I know that sounds like a dire diagnosis of this series, but here’s the thing: I know nobody understands this better than Dan Slott. Whatever changes Slott may make (say, turning everyone into spiders, or just straight-up killing Peter Parker) are all about celebrating what’s great about Spider-Man. I may not see how “Spider-Man does Batman Incorporated” fits with the Peter that I know and love, but I have absolute faith that Slott does. Maybe this will all bring Peter back to zero, or maybe he really is done swinging around New York City, but I trust that it will feel like Peter Parker, even if I can’t see it now.
But that leaves this issue as more of an intriguing question mark than a stable statement of purpose. As you suggest, Spencer, all of these things going right in Peter’s life sure sounds like a set-up for some of that classic Parker luck. We get hints of that in this issue — the Zodiac showing up immediately after Peter’s grand gesture at Max’s wedding, whatever it is that Sajani is planning, and of course, the return of both Doc Ock and Regent — but it’s still weird to see Peter with such stability in his life both in and out of the costume.

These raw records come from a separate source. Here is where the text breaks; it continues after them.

// 🏗️ Catalog Builder - turns a Credly YAML config into the catalog CSV
// Sources: explicit whitelist entries plus badge templates fetched from
// configured collection/organization URLs, minus the blacklist.

use crate::catalog::{CatalogEntry, CertRef, Platform, Source};
use crate::fetch::CREDLY_PER_PAGE;
use anyhow::{Context as AnyhowContext, Result};
use serde::Deserialize;
use std::collections::HashSet;
use std::fs;
use std::path::Path;

// ============================================================================
// BUILDER CONFIG
// ============================================================================

/// credly.yml layout. Every key is optional and may be null.
#[derive(Debug, Clone, Default, Deserialize)]
pub struct BuilderConfig {
    #[serde(default)]
    pub whitelist: Option<Vec<CertRef>>,
    #[serde(default)]
    pub blacklist: Option<Vec<CertRef>>,
    /// Credly collection URLs (badge templates fetched per collection)
    #[serde(default)]
    pub collections: Option<Vec<String>>,
    /// Credly organization URLs
    #[serde(default)]
    pub organizations: Option<Vec<String>>,
}

impl BuilderConfig {
    pub fn from_yaml_file<P: AsRef<Path>>(path: P) -> Result<Self> {
        let content = fs::read_to_string(path.as_ref())
            .with_context(|| format!("Failed to read builder config: {:?}", path.as_ref()))?;
        serde_yaml::from_str(&content)
            .with_context(|| format!("Failed to parse builder config: {:?}", path.as_ref()))
    }
}

/// Human-ish label for a collection/organization URL: its final path segment.
pub fn label_from_url(url: &str) -> &str {
    url.trim_end_matches('/')
        .rsplit('/')
        .next()
        .unwrap_or(url)
}

// ============================================================================
// CATALOG BUILDER
// ============================================================================

#[derive(Debug, Deserialize)]
struct TemplatePage {
    #[serde(default)]
    data: Option<Vec<TemplateItem>>,
    #[serde(default)]
    metadata: Option<TemplatePageMeta>,
}

#[derive(Debug, Deserialize)]
struct TemplateItem {
    #[serde(default)]
    id: Option<String>,
    #[serde(default)]
    name: Option<String>,
}

#[derive(Debug, Deserialize)]
struct TemplatePageMeta {
    current_page: u32,
    total_pages: u32,
}

/// Fetches badge templates from Credly and assembles the catalog entry list.
/// A failed page fetch aborts that URL with an error log; the rest of the
/// config still contributes.
pub struct CatalogBuilder {
    http: reqwest::blocking::Client,
    per_page: u32,
}

impl CatalogBuilder {
    pub fn new() -> Self {
        CatalogBuilder {
            http: reqwest::blocking::Client::new(),
            per_page: CREDLY_PER_PAGE,
        }
    }

    pub fn build(&self, config: &BuilderConfig) -> Vec<CatalogEntry> {
        let mut entries = Vec::new();

        for item in config.whitelist.as_deref().unwrap_or_default() {
            match (item.id(), item.name()) {
                (Some(id), Some(name)) => entries.push(CatalogEntry {
                    cert_id: id.to_string(),
                    cert_name: name.to_string(),
                    source: Source::Label("whitelist".to_string()),
                    platform: Platform::Credly,
                }),
                _ => log::warn!(
                    "Whitelist entry is invalid, cert_name or cert_id is missing: {:?}",
                    item
                ),
            }
        }

        for url in config.collections.as_deref().unwrap_or_default() {
            let source = format!("Collection: {}", label_from_url(url));
            entries.extend(self.badge_templates_of(url, &source));
        }

        for url in config.organizations.as_deref().unwrap_or_default() {
            let source = format!("Organization: {}", label_from_url(url));
            entries.extend(self.badge_templates_of(url, &source));
        }

        self.apply_blacklist(entries, config.blacklist.as_deref().unwrap_or_default())
    }

    /// Paginated badge template fetch for one collection/organization URL
    fn badge_templates_of(&self, url: &str, source: &str) -> Vec<CatalogEntry> {
        let mut entries = Vec::new();
        let mut page = 1u32;

        loop {
            let paginated_url = format!("{}.json?page={}&per={}", url, page, self.per_page);
            let body: TemplatePage = match self
                .http
                .get(&paginated_url)
                .send()
                .and_then(|response| response.error_for_status())
                .and_then(|response| response.json())
            {
                Ok(body) => body,
                Err(err) => {
                    log::error!("Failed to fetch badges from {}: {}", paginated_url, err);
                    break;
                }
            };

            let data = match body.data {
                Some(data) if !data.is_empty() => data,
                _ => {
                    log::warn!(
                        "{} : Returned no badges or data might be missing",
                        paginated_url
                    );
                    break;
                }
            };

            for item in data {
                match (item.id, item.name) {
                    (Some(id), Some(name)) if !id.trim().is_empty() && !name.is_empty() => {
                        entries.push(CatalogEntry {
                            cert_id: id.trim().to_string(),
                            cert_name: name,
                            source: Source::Label(source.to_string()),
                            platform: Platform::Credly,
                        });
                    }
                    _ => {}
                }
            }

            match body.metadata {
                Some(meta) if meta.current_page < meta.total_pages => page += 1,
                _ => break,
            }
        }

        entries
    }

    /// Remove entries whose id or name appears in the blacklist
    fn apply_blacklist(
        &self,
        entries: Vec<CatalogEntry>,
        blacklist: &[CertRef],
    ) -> Vec<CatalogEntry> {
        if blacklist.is_empty() {
            return entries;
        }
        let ids: HashSet<&str> = blacklist.iter().filter_map(CertRef::id).collect();
        let names: HashSet<&str> = blacklist.iter().filter_map(CertRef::name).collect();

        entries
            .into_iter()
            .filter(|entry| {
                !ids.contains(entry.cert_id.as_str()) && !names.contains(entry.cert_name.as_str())
            })
            .collect()
    }
}

impl Default for CatalogBuilder {
    fn default() -> Self {
        Self::new()
    }
}

/// Write the assembled entries as the catalog CSV
/// (`cert_id, cert_name, source, platform`).
pub fn write_catalog_csv<P: AsRef<Path>>(path: P, entries: &[CatalogEntry]) -> Result<()> {
    let mut writer = csv::Writer::from_path(path.as_ref())
        .with_context(|| format!("Failed to create catalog CSV: {:?}", path.as_ref()))?;
    for entry in entries {
        writer.serialize(entry)?;
    }
    writer
        .flush()
        .with_context(|| format!("Failed to write catalog CSV: {:?}", path.as_ref()))?;
    Ok(())
}

// ============================================================================
// TESTS
// ============================================================================
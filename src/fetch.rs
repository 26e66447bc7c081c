// 🌐 Credential Fetchers - one per upstream badge platform
// Blocking reqwest clients (no Tokio runtime required).
//
// Contract: a non-success HTTP status yields an empty list plus a warning
// diagnostic; transport errors surface as Err and are recovered locally by
// the reconciliation engine (that identity contributes zero credentials).

use crate::catalog::Platform;
use anyhow::{Context as AnyhowContext, Result};
use chrono::{DateTime, NaiveDate, TimeZone, Utc};
use serde::Deserialize;

/// Default page size for Credly pagination
pub const CREDLY_PER_PAGE: u32 = 48;

const CREDLY_BASE_URL: &str = "https://www.credly.com";
const MICROSOFT_BASE_URL: &str = "https://learn.microsoft.com";

// ============================================================================
// RAW CREDENTIAL
// ============================================================================

/// One credential as reported by an upstream platform, before reconciliation.
/// `platform` is fixed by which fetcher produced the record.
#[derive(Debug, Clone, PartialEq)]
pub struct RawCredential {
    pub badge_id: String,
    pub badge_name: String,
    pub expires_at: Option<DateTime<Utc>>,
    pub platform: Platform,
}

// ============================================================================
// FETCHER TRAIT
// ============================================================================

/// Fetches the normalized credential list for one upstream identity.
/// Two concrete implementations exist (Credly, Microsoft); the engine only
/// sees this seam so tests can substitute canned fetchers.
pub trait CredentialFetcher {
    /// Which platform this fetcher's credentials are issued under
    fn platform(&self) -> Platform;

    fn fetch(&self, identity: &str) -> Result<Vec<RawCredential>>;
}

/// Lenient expiry parsing: RFC 3339 first, then plain date. Upstream emits
/// both; anything else is logged and treated as no expiry.
fn parse_expiry(raw: &str, badge_id: &str) -> Option<DateTime<Utc>> {
    if raw.is_empty() {
        return None;
    }
    if let Ok(parsed) = DateTime::parse_from_rfc3339(raw) {
        return Some(parsed.with_timezone(&Utc));
    }
    if let Ok(date) = NaiveDate::parse_from_str(raw, "%Y-%m-%d") {
        return Some(Utc.from_utc_datetime(&date.and_hms_opt(0, 0, 0)?));
    }
    log::warn!("Unparseable expiry {:?} on credential {}", raw, badge_id);
    None
}

// ============================================================================
// CREDLY
// ============================================================================

#[derive(Debug, Deserialize)]
struct CredlyBadgesPage {
    #[serde(default)]
    data: Option<Vec<CredlyBadge>>,
    #[serde(default)]
    metadata: Option<CredlyPageMeta>,
}

#[derive(Debug, Deserialize)]
struct CredlyBadge {
    #[serde(default)]
    id: Option<String>,
    #[serde(default)]
    expires_at: Option<String>,
    #[serde(default)]
    badge_template: Option<CredlyBadgeTemplate>,
}

#[derive(Debug, Deserialize)]
struct CredlyBadgeTemplate {
    #[serde(default)]
    name: Option<String>,
}

#[derive(Debug, Deserialize)]
struct CredlyPageMeta {
    current_page: u32,
    total_pages: u32,
}

/// Credly badge fetcher: `GET {base}/users/{handle}/badges.json?page=N&per=48`,
/// following `metadata.current_page/total_pages` until the last page.
pub struct CredlyFetcher {
    http: reqwest::blocking::Client,
    base_url: String,
    per_page: u32,
}

impl CredlyFetcher {
    pub fn new() -> Self {
        Self::with_base_url(CREDLY_BASE_URL.to_string())
    }

    /// Custom base URL (tests point this at a local mock server)
    pub fn with_base_url(base_url: String) -> Self {
        CredlyFetcher {
            http: reqwest::blocking::Client::new(),
            base_url,
            per_page: CREDLY_PER_PAGE,
        }
    }
}

impl Default for CredlyFetcher {
    fn default() -> Self {
        Self::new()
    }
}

impl CredentialFetcher for CredlyFetcher {
    fn platform(&self) -> Platform {
        Platform::Credly
    }

    fn fetch(&self, identity: &str) -> Result<Vec<RawCredential>> {
        let mut credentials = Vec::new();
        let mut page = 1u32;

        loop {
            let url = format!(
                "{}/users/{}/badges.json?page={}&per={}",
                self.base_url, identity, page, self.per_page
            );
            let response = self
                .http
                .get(&url)
                .send()
                .with_context(|| format!("Failed to fetch badges from {}", url))?;

            if !response.status().is_success() {
                log::warn!(
                    "Failed to fetch badges for user {}: HTTP {}",
                    identity,
                    response.status()
                );
                return Ok(Vec::new());
            }

            let body: CredlyBadgesPage = response
                .json()
                .with_context(|| format!("Failed to decode badges from {}", url))?;

            let data = match body.data {
                Some(data) if !data.is_empty() => data,
                _ => {
                    log::warn!("{} : Returned no badges or data might be missing", url);
                    break;
                }
            };

            for badge in data {
                let id = badge.id.unwrap_or_default();
                let name = badge
                    .badge_template
                    .and_then(|template| template.name)
                    .unwrap_or_default();
                if id.is_empty() || name.is_empty() {
                    log::warn!("Credly badge skipped for {}: id or name missing", identity);
                    continue;
                }
                let expires_at = badge
                    .expires_at
                    .as_deref()
                    .and_then(|raw| parse_expiry(raw, &id));
                credentials.push(RawCredential {
                    badge_id: id,
                    badge_name: name,
                    expires_at,
                    platform: Platform::Credly,
                });
            }

            match body.metadata {
                Some(meta) if meta.current_page < meta.total_pages => page += 1,
                _ => break,
            }
        }

        Ok(credentials)
    }
}

// ============================================================================
// MICROSOFT
// ============================================================================

#[derive(Debug, Deserialize)]
struct MsTranscript {
    #[serde(default)]
    certifications: Vec<MsCertification>,
}

#[derive(Debug, Deserialize)]
struct MsCertification {
    #[serde(default, rename = "certificationNumber")]
    certification_number: Option<String>,
    #[serde(default)]
    name: Option<String>,
    #[serde(default)]
    expiration: Option<String>,
}

/// Microsoft transcript fetcher: `GET {base}/api/profiles/transcript/{id}`.
/// The transcript API reports certifications as
/// `{certificationNumber, name, expiration}` entries.
pub struct MicrosoftFetcher {
    http: reqwest::blocking::Client,
    base_url: String,
}

impl MicrosoftFetcher {
    pub fn new() -> Self {
        Self::with_base_url(MICROSOFT_BASE_URL.to_string())
    }

    pub fn with_base_url(base_url: String) -> Self {
        MicrosoftFetcher {
            http: reqwest::blocking::Client::new(),
            base_url,
        }
    }
}

impl Default for MicrosoftFetcher {
    fn default() -> Self {
        Self::new()
    }
}

impl CredentialFetcher for MicrosoftFetcher {
    fn platform(&self) -> Platform {
        Platform::Microsoft
    }

    fn fetch(&self, identity: &str) -> Result<Vec<RawCredential>> {
        let url = format!("{}/api/profiles/transcript/{}", self.base_url, identity);
        let response = self
            .http
            .get(&url)
            .send()
            .with_context(|| format!("Failed to fetch transcript from {}", url))?;

        if !response.status().is_success() {
            log::warn!(
                "Failed to fetch transcript {}: HTTP {}",
                identity,
                response.status()
            );
            return Ok(Vec::new());
        }

        let body: MsTranscript = response
            .json()
            .with_context(|| format!("Failed to decode transcript from {}", url))?;

        let mut credentials = Vec::new();
        for cert in body.certifications {
            let id = cert.certification_number.unwrap_or_default();
            let name = cert.name.unwrap_or_default();
            if id.is_empty() || name.is_empty() {
                log::warn!(
                    "Transcript entry skipped for {}: certificationNumber or name missing",
                    identity
                );
                continue;
            }
            let expires_at = cert.expiration.as_deref().and_then(|raw| parse_expiry(raw, &id));
            credentials.push(RawCredential {
                badge_id: id,
                badge_name: name,
                expires_at,
                platform: Platform::Microsoft,
            });
        }
        Ok(credentials)
    }
}

// ============================================================================
// TESTS
// ============================================================================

Spencer, I’m most intrigued about your questions regarding Peter’s personal life. Even Max’s wedding turns out to be more about business than pleasure, so we don’t really have any idea what’s going on with Peter. I think I might put “relationship with Aunt May” up there on the list of important Spider-Man story elements, so it’s a little disconcerting that she doesn’t appear at all. That might be a change too big (and too cruel) for Slott to try and pull off-camera, but I think Slott is trying to goose us a little. She’s probably fine, but that question might be masking some smaller tragedy we don’t see coming.
This issue definitely was not what I was expecting. Maybe I’m just jarred by the time-jump — so much of Slott’s run has been about deliberate (if sometimes long-gestating) cause and effect that a sudden change like this feels particularly sudden. Ultimately, I know that whatever reservations I have about the premise are designed very intentionally by Slott. That doesn’t make for the most satisfying first issue, but it might just set up an even more satisfying payoff than we’ve ever seen before.